▸ **Problem statement**
Please copy out every line of the listing below in which the word "variables" appears.

▸ **Material for this task**
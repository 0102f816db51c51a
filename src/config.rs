//! Configuration for the archive loader tools
//!
//! Supports loading configuration from:
//! - Default values
//! - Config file (bgm-archive.toml)
//! - Environment variables (BGM_ARCHIVE_*)
//!
//! ## Example config file (bgm-archive.toml):
//! ```toml
//! policy = "collect"
//!
//! [report]
//! max_shown = 5
//! distinct_values = true
//! ```
//!
//! CLI flags take precedence over everything here.

use config_crate::{Config, ConfigError, Environment, File};
use serde::{Deserialize, Serialize};

use crate::stream::ErrorPolicy;

/// Loader configuration
#[derive(Debug, Clone, Default, Serialize, Deserialize)]
pub struct LoaderConfig {
    /// Error policy applied when the CLI does not override it
    #[serde(default)]
    pub policy: ErrorPolicy,

    /// Failure-report display settings
    #[serde(default)]
    pub report: ReportConfig,
}

/// Failure-report display settings
#[derive(Debug, Clone, Serialize, Deserialize)]
pub struct ReportConfig {
    /// Failures printed per entity before truncating
    #[serde(default = "default_max_shown")]
    pub max_shown: usize,

    /// Also print the set of distinct offending raw values per entity
    #[serde(default = "default_true")]
    pub distinct_values: bool,
}

impl Default for ReportConfig {
    fn default() -> Self {
        Self {
            max_shown: default_max_shown(),
            distinct_values: true,
        }
    }
}

fn default_max_shown() -> usize {
    5
}

fn default_true() -> bool {
    true
}

impl LoaderConfig {
    /// Load from `bgm-archive.toml` (if present) and `BGM_ARCHIVE_*`
    /// environment variables, falling back to defaults
    pub fn load() -> Result<Self, ConfigError> {
        Self::load_named("bgm-archive")
    }

    fn load_named(name: &str) -> Result<Self, ConfigError> {
        Config::builder()
            .add_source(File::with_name(name).required(false))
            .add_source(Environment::with_prefix("BGM_ARCHIVE").separator("__"))
            .build()?
            .try_deserialize()
    }
}

#[cfg(test)]
mod tests {
    use super::*;

    #[test]
    fn defaults_apply_without_a_config_file() {
        let config = LoaderConfig::load_named("definitely-not-present").unwrap();
        assert_eq!(config.policy, ErrorPolicy::Collect);
        assert_eq!(config.report.max_shown, 5);
        assert!(config.report.distinct_values);
    }
}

▸ **Written answer**
//! - Environment variables (BGM_ARCHIVE_*)
    /// environment variables, falling back to defaults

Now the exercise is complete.